Stored records
__________
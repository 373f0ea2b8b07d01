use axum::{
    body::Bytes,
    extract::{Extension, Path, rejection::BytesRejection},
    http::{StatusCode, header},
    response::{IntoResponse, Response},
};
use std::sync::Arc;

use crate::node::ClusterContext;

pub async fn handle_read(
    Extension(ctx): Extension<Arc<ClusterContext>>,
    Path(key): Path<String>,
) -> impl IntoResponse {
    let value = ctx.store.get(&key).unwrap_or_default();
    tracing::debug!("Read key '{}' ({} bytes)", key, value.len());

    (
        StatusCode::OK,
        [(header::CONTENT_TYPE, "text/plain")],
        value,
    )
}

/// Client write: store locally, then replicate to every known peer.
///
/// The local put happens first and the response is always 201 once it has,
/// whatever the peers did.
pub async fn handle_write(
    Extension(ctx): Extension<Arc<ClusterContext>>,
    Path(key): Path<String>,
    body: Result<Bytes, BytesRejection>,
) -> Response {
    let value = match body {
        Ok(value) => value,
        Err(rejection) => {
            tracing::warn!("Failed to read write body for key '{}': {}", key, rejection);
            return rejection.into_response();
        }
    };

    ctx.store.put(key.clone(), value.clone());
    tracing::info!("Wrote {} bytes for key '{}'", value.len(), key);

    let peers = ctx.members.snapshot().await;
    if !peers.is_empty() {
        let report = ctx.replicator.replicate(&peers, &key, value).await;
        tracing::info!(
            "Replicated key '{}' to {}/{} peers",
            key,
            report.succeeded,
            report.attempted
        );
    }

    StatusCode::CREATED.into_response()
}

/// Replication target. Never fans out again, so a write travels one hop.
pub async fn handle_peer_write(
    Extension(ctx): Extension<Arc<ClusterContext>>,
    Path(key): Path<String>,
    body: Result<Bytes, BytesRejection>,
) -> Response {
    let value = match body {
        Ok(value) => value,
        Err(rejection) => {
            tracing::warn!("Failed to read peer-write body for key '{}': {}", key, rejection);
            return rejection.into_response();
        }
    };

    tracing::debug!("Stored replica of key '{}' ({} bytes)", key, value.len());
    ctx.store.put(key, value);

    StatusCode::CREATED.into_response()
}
__________
What you should do: The response has to match the data exactly, line for line.

Written answer:
repository 373f0ea2b8b07d01
use axum::{
    body::Bytes,
    extract::{Extension, Path, rejection::BytesRejection},
    http::{StatusCode, header},
    response::{IntoResponse, Response},
};
use std::sync::Arc;

use crate::node::ClusterContext;

pub async fn handle_read(
    Extension(ctx): Extension<Arc<ClusterContext>>,
    Path(key): Path<String>,
) -> impl IntoResponse {
    let value = ctx.store.get(&key).unwrap_or_default();
    tracing::debug!("Read key '{}' ({} bytes)", key, value.len());

    (
        StatusCode::OK,
        [(header::CONTENT_TYPE, "text/plain")],
        value,
    )
}

/// Client write: store locally, then replicate to every known peer.
///
/// The local put happens first and the response is always 201 once it has,
/// whatever the peers did.
pub async fn handle_write(
    Extension(ctx): Extension<Arc<ClusterContext>>,
    Path(key): Path<String>,
    body: Result<Bytes, BytesRejection>,
) -> Response {
    let value = match body {
        Ok(value) => value,
        Err(rejection) => {
            tracing::warn!("Failed to read write body for key '{}': {}", key, rejection);
            return rejection.into_response();
        }
    };

    ctx.store.put(key.clone(), value.clone());
    tracing::info!("Wrote {} bytes for key '{}'", value.len(), key);

    let peers = ctx.members.snapshot().await;
    if !peers.is_empty() {
        let report = ctx.replicator.replicate(&peers, &key, value).await;
        tracing::info!(
            "Replicated key '{}' to {}/{} peers",
            key,
            report.succeeded,
            report.attempted
        );
    }

    StatusCode::CREATED.into_response()
}

/// Replication target. Never fans out again, so a write travels one hop.
pub async fn handle_peer_write(
    Extension(ctx): Extension<Arc<ClusterContext>>,
    Path(key): Path<String>,
    body: Result<Bytes, BytesRejection>,
) -> Response {
    let value = match body {
        Ok(value) => value,
        Err(rejection) => {
            tracing::warn!("Failed to read peer-write body for key '{}': {}", key, rejection);
            return rejection.into_response();
        }
    };

    tracing::debug!("Stored replica of key '{}' ({} bytes)", key, value.len());
    ctx.store.put(key, value);

    StatusCode::CREATED.into_response()
}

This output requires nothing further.